Whistleblowers and Qui Tam for Tax

50 Pages Posted: 15 Oct 2007 Last revised: 24 Jul 2008

See all articles by Dennis J. Ventry

Dennis J. Ventry

University of California, Davis - School of Law

Abstract

This Article examines the underexplored IRS whistleblower program, which Congress revamped in December 2006 by, among other things, significantly expanding the size of rewards paid to informants. Increased monetary incentives for exposing tax cheats align private citizens on the side of tax collection rather than tax avoidance, and add risk of detection and prosecution to the compliance calculus. This Article recommends that Congress broaden the whistleblower program still further to allow private citizens to bring qui tam lawsuits against tax cheats. Other federal and state whistleblower statutes, including the widely praised False Claims Act (FCA), already provide for qui tam actions against persons submitting false claims to the government.
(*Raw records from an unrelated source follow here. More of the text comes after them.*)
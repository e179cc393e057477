use std::path::{Path, PathBuf};

use rand::Rng;
use sha2::{Digest, Sha256};
use shared_types::AppError;

// ── Trait ────────────────────────────────────────────────────────────

/// Byte storage for uploaded documents, addressed by key.
#[allow(async_fn_in_trait)]
pub trait ObjectStore: Send + Sync {
    /// Write bytes under `key`, replacing any existing object.
    async fn put(&self, key: &str, body: &[u8]) -> Result<(), AppError>;

    /// Read an object's bytes.
    async fn get(&self, key: &str) -> Result<Vec<u8>, AppError>;

    /// Delete an object. Missing objects are not an error.
    async fn delete(&self, key: &str) -> Result<(), AppError>;
}

// ── Local disk implementation ───────────────────────────────────────

/// Flat directory of uploaded files.
pub struct LocalDiskStore {
    root: PathBuf,
}

impl LocalDiskStore {
    pub fn new(root: impl Into<PathBuf>) -> Self {
        Self { root: root.into() }
    }

    pub fn from_env() -> Self {
        Self::new(crate::config::upload_dir())
    }

    pub fn root(&self) -> &Path {
        &self.root
    }

    /// Create the upload directory if it does not exist yet.
    pub async fn ensure_root(&self) -> Result<(), AppError> {
        tokio::fs::create_dir_all(&self.root).await.map_err(|e| {
            tracing::error!(path = %self.root.display(), error = %e, "failed to create upload dir");
            AppError::internal("تعذر تجهيز مجلد الملفات")
        })
    }

    /// Keys are generated by `storage_key`; anything with a separator is
    /// rejected so a key can never leave the root.
    fn path_for(&self, key: &str) -> Result<PathBuf, AppError> {
        if key.is_empty() || key.contains(['/', '\\']) || key.starts_with('.') {
            return Err(AppError::bad_request("مسار الملف غير صالح"));
        }
        Ok(self.root.join(key))
    }
}

impl ObjectStore for LocalDiskStore {
    async fn put(&self, key: &str, body: &[u8]) -> Result<(), AppError> {
        self.ensure_root().await?;
        let path = self.path_for(key)?;
        tokio::fs::write(&path, body).await.map_err(|e| {
            tracing::error!(key, error = %e, "file write failed");
            AppError::internal("تعذر حفظ الملف")
        })
    }

    async fn get(&self, key: &str) -> Result<Vec<u8>, AppError> {
        let path = self.path_for(key)?;
        tokio::fs::read(&path).await.map_err(|e| {
            if e.kind() == std::io::ErrorKind::NotFound {
                AppError::not_found("الملف غير موجود على الخادم")
            } else {
                tracing::error!(key, error = %e, "file read failed");
                AppError::internal("تعذر قراءة الملف")
            }
        })
    }

    async fn delete(&self, key: &str) -> Result<(), AppError> {
        let path = self.path_for(key)?;
        match tokio::fs::remove_file(&path).await {
            Ok(()) => Ok(()),
            Err(e) if e.kind() == std::io::ErrorKind::NotFound => Ok(()),
            Err(e) => {
                tracing::error!(key, error = %e, "file delete failed");
                Err(AppError::internal("تعذر حذف الملف"))
            }
        }
    }
}

// ── Helpers ─────────────────────────────────────────────────────────

/// Lowercased extension of an uploaded filename, without the dot.
pub fn file_extension(original_name: &str) -> String {
    Path::new(original_name)
        .extension()
        .and_then(|e| e.to_str())
        .map(|e| {
            e.chars()
                .filter(|c| c.is_ascii_alphanumeric())
                .collect::<String>()
                .to_lowercase()
        })
        .unwrap_or_default()
}

/// `{unix-millis}-{random}.{ext}`.
pub fn storage_key(extension: &str) -> String {
    let millis = chrono::Utc::now().timestamp_millis();
    let random: u32 = rand::thread_rng().gen_range(100_000_000..1_000_000_000);
    if extension.is_empty() {
        format!("{millis}-{random}")
    } else {
        format!("{millis}-{random}.{extension}")
    }
}

/// Hex SHA-256 of the file bytes.
pub fn checksum(bytes: &[u8]) -> String {
    hex::encode(Sha256::digest(bytes))
}
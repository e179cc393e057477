use std::collections::HashMap;
use std::sync::Arc;

use axum::{
    extract::{Path, Query, State},
    http::StatusCode,
    Json,
};
use chrono::Utc;
use sqlx::{Pool, Postgres};
use uuid::Uuid;

use shared_types::{
    normalize_pagination, page_offset, validated_query, AddAppealRequest, Appeal, AppError,
    CreateJudgmentRequest, Judgment, JudgmentContent, JudgmentListParams, JudgmentResponse,
    JudgmentStatisticsReport, MessageResponse, PaginatedResponse, PanelMember, Permission,
    PublishJudgmentRequest, ReviewEntry, TextSearchParams, UpdateJudgmentRequest, UserRole,
    EXECUTION_STATUSES, IMPORTANCE_LEVELS, JUDGMENT_DECISIONS, JUDGMENT_STATUSES, JUDGMENT_TYPES,
    PANEL_ROLES,
};

use crate::auth::AuthRequired;
use crate::config::feature_flags;
use crate::error_convert::{ensure_choice, parse_id, ValidateRequest};
use crate::repo;
use crate::repo::judgment::JudgmentFilter;
use crate::scope::Scope;
use crate::search::{find, sync_judgment, sync_removal, SearchIndex, SearchKind, MAX_INDEX_HITS};

/// Upper bound on index hits considered for one full-text query.

const DEFAULT_PUBLICATION_MEDIUM: &str = "website";

fn ensure_content_complete(content: &JudgmentContent) -> Result<(), AppError> {
    let missing = content.missing_sections();
    if missing.is_empty() {
        return Ok(());
    }
    let field_errors: HashMap<String, String> = missing
        .into_iter()
        .map(|name| (format!("content.{name}"), "هذا القسم مطلوب".to_string()))
        .collect();
    Err(AppError::validation("محتوى الحكم غير مكتمل", field_errors))
}

fn ensure_panel(panel: &[PanelMember]) -> Result<(), AppError> {
    for member in panel {
        ensure_choice("panel.role", &member.role, PANEL_ROLES)?;
    }
    Ok(())
}

async fn load_judgment(pool: &Pool<Postgres>, id: Uuid) -> Result<Judgment, AppError> {
    repo::judgment::find_by_id(pool, id)
        .await?
        .ok_or_else(|| AppError::not_found("الحكم غير موجود"))
}

/// GET /api/judgments
#[utoipa::path(
    get,
    path = "/api/judgments",
    params(JudgmentListParams),
    responses(
        (status = 200, description = "Paginated judgments without narrative sections", body = PaginatedResponse<JudgmentResponse>),
        (status = 403, description = "Missing view_judgment", body = AppError)
    ),
    security(("bearer" = [])),
    tag = "judgments"
)]
pub async fn list_judgments(
    State(pool): State<Pool<Postgres>>,
    AuthRequired(user): AuthRequired,
    Query(params): Query<JudgmentListParams>,
) -> Result<Json<PaginatedResponse<JudgmentResponse>>, AppError> {
    user.authorize(&[Permission::ViewJudgment])?;
    if let Some(t) = params.judgment_type.as_deref() {
        ensure_choice("type", t, JUDGMENT_TYPES)?;
    }
    if let Some(d) = params.decision.as_deref() {
        ensure_choice("decision", d, JUDGMENT_DECISIONS)?;
    }
    if let Some(s) = params.status.as_deref() {
        ensure_choice("status", s, JUDGMENT_STATUSES)?;
    }

    let (page, limit) = normalize_pagination(params.page, params.limit, 10);
    let filter = JudgmentFilter {
        judgment_type: params.judgment_type.as_deref(),
        decision: params.decision.as_deref(),
        court: params.court,
        judge: params.judge,
        status: params.status.as_deref(),
        q: params.search.as_deref().map(str::trim).filter(|s| !s.is_empty()),
        ..JudgmentFilter::default()
    };
    let (rows, total) = repo::judgment::list(
        &pool,
        Scope::for_judgments(&user),
        &filter,
        page_offset(page, limit),
        limit,
    )
    .await?;

    let items = rows
        .into_iter()
        .map(|j| JudgmentResponse::from(j).without_content())
        .collect();
    Ok(Json(PaginatedResponse::new(items, page, limit, total)))
}

/// GET /api/judgments/{id}
#[utoipa::path(
    get,
    path = "/api/judgments/{id}",
    params(("id" = String, Path, description = "Judgment UUID")),
    responses(
        (status = 200, description = "Full judgment", body = JudgmentResponse),
        (status = 404, description = "Not found", body = AppError)
    ),
    security(("bearer" = [])),
    tag = "judgments"
)]
pub async fn get_judgment(
    State(pool): State<Pool<Postgres>>,
    AuthRequired(user): AuthRequired,
    Path(id): Path<String>,
) -> Result<Json<JudgmentResponse>, AppError> {
    user.authorize(&[Permission::ViewJudgment])?;
    let id = parse_id(&id)?;
    let judgment = load_judgment(&pool, id).await?;
    Ok(Json(JudgmentResponse::from(judgment)))
}

/// POST /api/judgments
#[utoipa::path(
    post,
    path = "/api/judgments",
    request_body = CreateJudgmentRequest,
    responses(
        (status = 201, description = "Judgment created", body = JudgmentResponse),
        (status = 403, description = "Missing create_judgment", body = AppError),
        (status = 404, description = "Case or court not found", body = AppError),
        (status = 422, description = "Validation failed", body = AppError)
    ),
    security(("bearer" = [])),
    tag = "judgments"
)]
pub async fn create_judgment(
    State(pool): State<Pool<Postgres>>,
    State(search): State<Arc<SearchIndex>>,
    AuthRequired(user): AuthRequired,
    Json(body): Json<CreateJudgmentRequest>,
) -> Result<(StatusCode, Json<JudgmentResponse>), AppError> {
    user.authorize(&[Permission::CreateJudgment])?;
    body.validate_request()?;
    ensure_choice("type", &body.judgment_type, JUDGMENT_TYPES)?;
    ensure_choice("decision", &body.decision, JUDGMENT_DECISIONS)?;
    if let Some(s) = body.status.as_deref() {
        ensure_choice("status", s, JUDGMENT_STATUSES)?;
    }
    ensure_choice("classification.importance", &body.classification.importance, IMPORTANCE_LEVELS)?;
    ensure_panel(&body.panel)?;
    ensure_content_complete(&body.content)?;

    if !repo::case::exists(&pool, body.case_id).await? {
        return Err(AppError::not_found("القضية غير موجودة"));
    }
    let settings = repo::court::settings(&pool, body.court_id)
        .await?
        .ok_or_else(|| AppError::not_found("المحكمة غير موجودة"))?;

    let judgment =
        repo::judgment::create(&pool, &body, &settings.judgment_number_format, user.id).await?;
    sync_judgment(&search, &judgment).await;

    tracing::info!(
        judgment_id = %judgment.id,
        judgment_number = %judgment.judgment_number,
        "judgment created"
    );
    Ok((StatusCode::CREATED, Json(JudgmentResponse::from(judgment))))
}

/// PUT /api/judgments/{id}
#[utoipa::path(
    put,
    path = "/api/judgments/{id}",
    params(("id" = String, Path, description = "Judgment UUID")),
    request_body = UpdateJudgmentRequest,
    responses(
        (status = 200, description = "Judgment updated", body = JudgmentResponse),
        (status = 403, description = "Not editable by the caller", body = AppError),
        (status = 404, description = "Not found", body = AppError)
    ),
    security(("bearer" = [])),
    tag = "judgments"
)]
pub async fn update_judgment(
    State(pool): State<Pool<Postgres>>,
    State(search): State<Arc<SearchIndex>>,
    AuthRequired(user): AuthRequired,
    Path(id): Path<String>,
    Json(body): Json<UpdateJudgmentRequest>,
) -> Result<Json<JudgmentResponse>, AppError> {
    user.authorize(&[Permission::EditJudgment])?;
    body.validate_request()?;
    if let Some(t) = body.judgment_type.as_deref() {
        ensure_choice("type", t, JUDGMENT_TYPES)?;
    }
    if let Some(d) = body.decision.as_deref() {
        ensure_choice("decision", d, JUDGMENT_DECISIONS)?;
    }
    if let Some(s) = body.status.as_deref() {
        ensure_choice("status", s, JUDGMENT_STATUSES)?;
    }
    if let Some(e) = &body.execution {
        ensure_choice("execution.status", &e.status, EXECUTION_STATUSES)?;
    }
    if let Some(c) = &body.classification {
        ensure_choice("classification.importance", &c.importance, IMPORTANCE_LEVELS)?;
    }
    if let Some(panel) = &body.panel {
        ensure_panel(panel)?;
    }
    if let Some(content) = &body.content {
        ensure_content_complete(content)?;
    }

    let id = parse_id(&id)?;
    let judgment = load_judgment(&pool, id).await?;
    if !judgment.can_be_edited_by(user.id, user.is_admin()) {
        return Err(AppError::forbidden("غير مصرح لك بتعديل هذا الحكم"));
    }

    let stats = body.content.as_ref().map(JudgmentContent::statistics);
    let review = ReviewEntry {
        reviewer_id: user.id,
        reviewed_at: Utc::now(),
        action: "updated".to_string(),
        comments: body.review_comments.clone(),
    };
    let updated = repo::judgment::update(&pool, id, &body, stats, &review, user.id)
        .await?
        .ok_or_else(|| AppError::not_found("الحكم غير موجود"))?;
    sync_judgment(&search, &updated).await;

    Ok(Json(JudgmentResponse::from(updated)))
}

/// DELETE /api/judgments/{id}
#[utoipa::path(
    delete,
    path = "/api/judgments/{id}",
    params(("id" = String, Path, description = "Judgment UUID")),
    responses(
        (status = 200, description = "Draft judgment deleted", body = MessageResponse),
        (status = 400, description = "Only drafts can be deleted", body = AppError),
        (status = 403, description = "Admins only", body = AppError),
        (status = 404, description = "Not found", body = AppError)
    ),
    security(("bearer" = [])),
    tag = "judgments"
)]
pub async fn delete_judgment(
    State(pool): State<Pool<Postgres>>,
    State(search): State<Arc<SearchIndex>>,
    AuthRequired(user): AuthRequired,
    Path(id): Path<String>,
) -> Result<Json<MessageResponse>, AppError> {
    user.authorize(&[Permission::DeleteJudgment])?;
    user.require_role(&[UserRole::Admin])?;
    let id = parse_id(&id)?;
    let judgment = load_judgment(&pool, id).await?;
    if judgment.status != "draft" {
        return Err(AppError::bad_request("لا يمكن حذف حكم غير مسودة"));
    }

    repo::judgment::delete(&pool, id).await?;
    sync_removal(&search, id).await;
    tracing::info!(judgment_id = %id, admin_id = %user.id, "judgment deleted");
    Ok(Json(MessageResponse::new("تم حذف الحكم بنجاح")))
}

/// POST /api/judgments/{id}/publish
#[utoipa::path(
    post,
    path = "/api/judgments/{id}/publish",
    params(("id" = String, Path, description = "Judgment UUID")),
    request_body = PublishJudgmentRequest,
    responses(
        (status = 200, description = "Judgment published", body = JudgmentResponse),
        (status = 403, description = "Missing edit_judgment", body = AppError),
        (status = 404, description = "Not found", body = AppError)
    ),
    security(("bearer" = [])),
    tag = "judgments"
)]
pub async fn publish_judgment(
    State(pool): State<Pool<Postgres>>,
    State(search): State<Arc<SearchIndex>>,
    AuthRequired(user): AuthRequired,
    Path(id): Path<String>,
    Json(body): Json<PublishJudgmentRequest>,
) -> Result<Json<JudgmentResponse>, AppError> {
    user.authorize(&[Permission::EditJudgment])?;
    let id = parse_id(&id)?;
    load_judgment(&pool, id).await?;

    let medium = body
        .medium
        .filter(|m| !m.is_empty())
        .unwrap_or_else(|| vec![DEFAULT_PUBLICATION_MEDIUM.to_string()]);
    let published = repo::judgment::publish(&pool, id, &medium, user.id)
        .await?
        .ok_or_else(|| AppError::not_found("الحكم غير موجود"))?;
    sync_judgment(&search, &published).await;

    tracing::info!(judgment_id = %id, "judgment published");
    Ok(Json(JudgmentResponse::from(published)))
}

/// POST /api/judgments/{id}/appeals
#[utoipa::path(
    post,
    path = "/api/judgments/{id}/appeals",
    params(("id" = String, Path, description = "Judgment UUID")),
    request_body = AddAppealRequest,
    responses(
        (status = 201, description = "Appeal recorded", body = JudgmentResponse),
        (status = 403, description = "Missing edit_judgment", body = AppError),
        (status = 404, description = "Not found", body = AppError)
    ),
    security(("bearer" = [])),
    tag = "judgments"
)]
pub async fn add_appeal(
    State(pool): State<Pool<Postgres>>,
    AuthRequired(user): AuthRequired,
    Path(id): Path<String>,
    Json(body): Json<AddAppealRequest>,
) -> Result<(StatusCode, Json<JudgmentResponse>), AppError> {
    user.authorize(&[Permission::EditJudgment])?;
    if body.appellant.trim().is_empty() || body.grounds.trim().is_empty() {
        return Err(AppError::bad_request("المستأنف وأسباب الاستئناف مطلوبة"));
    }
    let id = parse_id(&id)?;
    let judgment = load_judgment(&pool, id).await?;

    let appeal = Appeal {
        appeal_number: format!("{}-A{}", judgment.judgment_number, judgment.appeals.len() + 1),
        filed_date: body.filed_date.unwrap_or_else(Utc::now),
        appellant: body.appellant.trim().to_string(),
        grounds: body.grounds.trim().to_string(),
        status: "pending".to_string(),
        decision_date: None,
        notes: body.notes,
    };
    let updated = repo::judgment::add_appeal(&pool, id, &appeal, user.id)
        .await?
        .ok_or_else(|| AppError::not_found("الحكم غير موجود"))?;

    tracing::info!(judgment_id = %id, appeal_number = %appeal.appeal_number, "appeal filed");
    Ok((StatusCode::CREATED, Json(JudgmentResponse::from(updated))))
}

/// GET /api/judgments/search
#[utoipa::path(
    get,
    path = "/api/judgments/search",
    params(TextSearchParams),
    responses(
        (status = 200, description = "Ranked full-text matches", body = PaginatedResponse<JudgmentResponse>),
        (status = 400, description = "Query shorter than two characters", body = AppError)
    ),
    security(("bearer" = [])),
    tag = "judgments"
)]
pub async fn search_judgments(
    State(pool): State<Pool<Postgres>>,
    State(search): State<Arc<SearchIndex>>,
    AuthRequired(user): AuthRequired,
    Query(params): Query<TextSearchParams>,
) -> Result<Json<PaginatedResponse<JudgmentResponse>>, AppError> {
    user.authorize(&[Permission::ViewJudgment])?;
    let q = validated_query(params.q.as_deref())
        .ok_or_else(|| AppError::bad_request("يجب أن يكون نص البحث حرفين على الأقل"))?;
    let (page, limit) = normalize_pagination(params.page, params.limit, 10);
    let scope = Scope::for_judgments(&user);

    if !feature_flags().search_index {
        let filter = JudgmentFilter {
            q: Some(&q),
            ..JudgmentFilter::default()
        };
        let (rows, total) =
            repo::judgment::list(&pool, scope, &filter, page_offset(page, limit), limit).await?;
        let items = rows
            .into_iter()
            .map(|j| JudgmentResponse::from(j).without_content())
            .collect();
        return Ok(Json(PaginatedResponse::new(items, page, limit, total)));
    }

    let ids = find(&search, SearchKind::Judgment, &q, MAX_INDEX_HITS).await;
    let visible = repo::judgment::find_many_scoped(&pool, scope, &ids).await?;
    let total = visible.len() as i64;
    let items = visible
        .into_iter()
        .skip(usize::try_from(page_offset(page, limit)).unwrap_or(usize::MAX))
        .take(usize::try_from(limit).unwrap_or(0))
        .map(|j| JudgmentResponse::from(j).without_content())
        .collect();
    Ok(Json(PaginatedResponse::new(items, page, limit, total)))
}

/// GET /api/judgments/statistics
#[utoipa::path(
    get,
    path = "/api/judgments/statistics",
    responses(
        (status = 200, description = "Scoped judgment counts", body = JudgmentStatisticsReport),
        (status = 403, description = "Missing view_judgment", body = AppError)
    ),
    security(("bearer" = [])),
    tag = "judgments"
)]
pub async fn judgment_statistics(
    State(pool): State<Pool<Postgres>>,
    AuthRequired(user): AuthRequired,
) -> Result<Json<JudgmentStatisticsReport>, AppError> {
    user.authorize(&[Permission::ViewJudgment])?;
    let report = repo::judgment::statistics(&pool, Scope::for_judgments(&user)).await?;
    Ok(Json(report))
}
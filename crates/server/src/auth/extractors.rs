use axum::{extract::FromRequestParts, http::request::Parts};
use shared_types::{AppError, Permission, User, UserRole};
use uuid::Uuid;

/// The authenticated account, resolved by `auth_middleware`.
#[derive(Debug, Clone)]
pub struct CurrentUser {
    pub id: Uuid,
    pub name: String,
    pub email: String,
    pub role: UserRole,
    pub court_id: Option<Uuid>,
    pub permissions: Vec<Permission>,
}

impl From<&User> for CurrentUser {
    fn from(u: &User) -> Self {
        Self {
            id: u.id,
            name: u.name.clone(),
            email: u.email.clone(),
            role: u.role(),
            court_id: u.court_id,
            permissions: u.effective_permissions(),
        }
    }
}

impl CurrentUser {
    pub fn is_admin(&self) -> bool {
        self.role == UserRole::Admin
    }

    pub fn has_permission(&self, permission: Permission) -> bool {
        self.permissions.contains(&permission)
    }

    /// Admins and judges always pass; anyone else needs at least one of
    /// the listed permissions.
    pub fn authorize(&self, any_of: &[Permission]) -> Result<(), AppError> {
        if matches!(self.role, UserRole::Admin | UserRole::Judge)
            || any_of.iter().any(|p| self.has_permission(*p))
        {
            Ok(())
        } else {
            Err(AppError::forbidden("ليس لديك صلاحية للقيام بهذا الإجراء"))
        }
    }

    pub fn require_role(&self, roles: &[UserRole]) -> Result<(), AppError> {
        if roles.contains(&self.role) {
            Ok(())
        } else {
            Err(AppError::forbidden(format!(
                "الدور {} غير مصرح له بالوصول إلى هذا المورد",
                self.role.as_str()
            )))
        }
    }
}

/// Why the middleware could not resolve a user for this request.
#[derive(Debug, Clone)]
pub struct AuthRejection(pub AppError);

/// Extractor that requires authentication. Returns 401 with the reason
/// the middleware recorded.
pub struct AuthRequired(pub CurrentUser);

impl<S: Send + Sync> FromRequestParts<S> for AuthRequired {
    type Rejection = AppError;

    async fn from_request_parts(parts: &mut Parts, _state: &S) -> Result<Self, Self::Rejection> {
        if let Some(user) = parts.extensions.get::<CurrentUser>() {
            return Ok(AuthRequired(user.clone()));
        }
        Err(parts
            .extensions
            .get::<AuthRejection>()
            .map(|r| r.0.clone())
            .unwrap_or_else(|| AppError::unauthorized("غير مصرح، لا يوجد رمز دخول")))
    }
}

/// Extractor that optionally extracts the current user. Never fails.
pub struct MaybeAuth(pub Option<CurrentUser>);

impl<S: Send + Sync> FromRequestParts<S> for MaybeAuth {
    type Rejection = std::convert::Infallible;

    async fn from_request_parts(parts: &mut Parts, _state: &S) -> Result<Self, Self::Rejection> {
        Ok(MaybeAuth(parts.extensions.get::<CurrentUser>().cloned()))
    }
}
This Article proposes using the FCA as a model for the tax whistleblower statute, and extending qui tam to tax.

The experience of the FCA indicates that private enforcement of public law can be an effective monitoring and prosecutorial mechanism in areas of law where government officials - due to asymmetric information, active concealment by regulated parties, and weak enforcement - are unable or unwilling to enforce the law or prosecute offenders effectively. Current tax regulation suffers from all three symptoms, and could benefit from private enforcement efforts. Extending qui tam to tax would add additional risk to tax cheating. Moreover, the qui tam approach provides an efficient form of regulation by shifting the cost of compliance to those persons with the lower cost of monitoring; i.e., employee insiders, in-house lawyers, and outside counsel.

Keywords: Taxation, Tax Policy, Tax Practice, Legal Ethics, Administrative Law

Suggested Citation

Ventry, Dennis J., Whistleblowers and Qui Tam for Tax. Tax Lawyer, Vol. 61, p. 357, 2008, Available at SSRN: https://ssrn.com/abstract=1020182

Dennis J. Ventry (Contact Author)

University of California, Davis - School of Law ( email )

UC Davis School of Law
400 Mrak Hall Drive
Davis, CA 95616-5201
United States
530-752-4566 (Phone)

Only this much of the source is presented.